MasterCard Blames Crypto Card Bans For Its Decline in First quarter Growth
The crypto craze of 2017 was so unprecedented that there was an uncontrollable and massive influx of retail investors in buying digital currencies. Several banking institutions like Bank of America, JPMorgan, Citigroup and which earlier allowed its customers to make crypto purchases through the bank’s credit card saw this signals to be cautioning and worrisome.
Earlier this year, many banks started prohibiting its customers to make crypto purchases through their credit cards saying that the banking institutions feared that customers were making purchases over the appetite to repay again.
This action led to a sudden drop in the cryptocurrencies and MasterCard - one of the world’s biggest digital payments services providers says that this has impacted the quarterly growth earnings of the company in the first quarter of 2018. Although the company’s cross-border value grew by 19 percent, the overall figures dropped by 2% from the fourth quarter of 2017.
In an earnings call on Wednesday, Mastercard chief financial officer Martina Hund-Mejean said "This is due to the recent drop-off in crypto wallet funding. We expect cross-border growth to moderate somewhat."
Before the banks introduced the ban on crypto purchase through credit cards, customers used to use the MasterCard for purchasing digital currencies and store them into “crypto wallets”.
Martina explained the reason for the decline in the company’s growth saying that “the issue in this, first of all, in terms of the stacks, on the cross-border volume growth, the cryptocurrency funding or the crypto wallet funding really was 1 percent. It was 1 percent that we saw in the fourth quarter and it was 1 percent that we saw in the first quarter. What the issue is that a number of the banks have decided, in particular in the United States, that they would not allow the usage of cards for this particular funding vehicle. And that’s why we have already seen a relatively significant decrease of the volume related to that event.”

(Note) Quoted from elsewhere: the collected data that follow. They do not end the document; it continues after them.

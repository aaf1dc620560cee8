use sea_orm::DatabaseConnection;
use std::error::Error;
use uuid::Uuid;

use crate::matching::{run_matching, MatchScope, SqlMatchRepository};

/// Recompute the full fund x operation product and upsert the results.
/// Safe to re-run at any time; every surviving pair is overwritten in place.
pub async fn run_match_recompute(
    conn: &DatabaseConnection,
) -> Result<(), Box<dyn Error + Send + Sync>> {
    let repo = SqlMatchRepository::new(conn.clone());
    let summary = run_matching(conn, &repo, MatchScope::AllOperations).await?;
    tracing::info!(
        "Full recompute finished: {} matches persisted across {} operations",
        summary.matches_calculated,
        summary.operations_processed
    );
    Ok(())
}

/// Re-score a single operation against every fund, e.g. right after the
/// operation was created or edited.
pub async fn run_operation_match(
    conn: &DatabaseConnection,
    operation_id: Uuid,
) -> Result<(), Box<dyn Error + Send + Sync>> {
    let repo = SqlMatchRepository::new(conn.clone());
    let summary = run_matching(conn, &repo, MatchScope::Operation(operation_id)).await?;
    if summary.operations_processed == 0 {
        tracing::warn!(%operation_id, "operation not found or not active; nothing scored");
    } else {
        tracing::info!(
            "Operation {} re-scored: {} matches persisted",
            operation_id,
            summary.matches_calculated
        );
    }
    Ok(())
}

Mastercard CEO Ajay Banga who also joined the call said that the regulatory uncertainties in the Asian markets of Japan and South Korea have put somewhat dent in the growth earnings. Ajay said: "There's a lot of concerns even in Japan because one of their biggest exchanges got hacked. As you can see, right now there's a little less interest than there was in the latter part of the fourth quarter and the first quarter.”
However, he later made it clear the crypto is not the major part of company’s corporate earnings strategy as it is difficult to predict how the markets can take shape at any given time. He said: "This is not something we count on because we just don't know how to predict it or we don't even want to count it."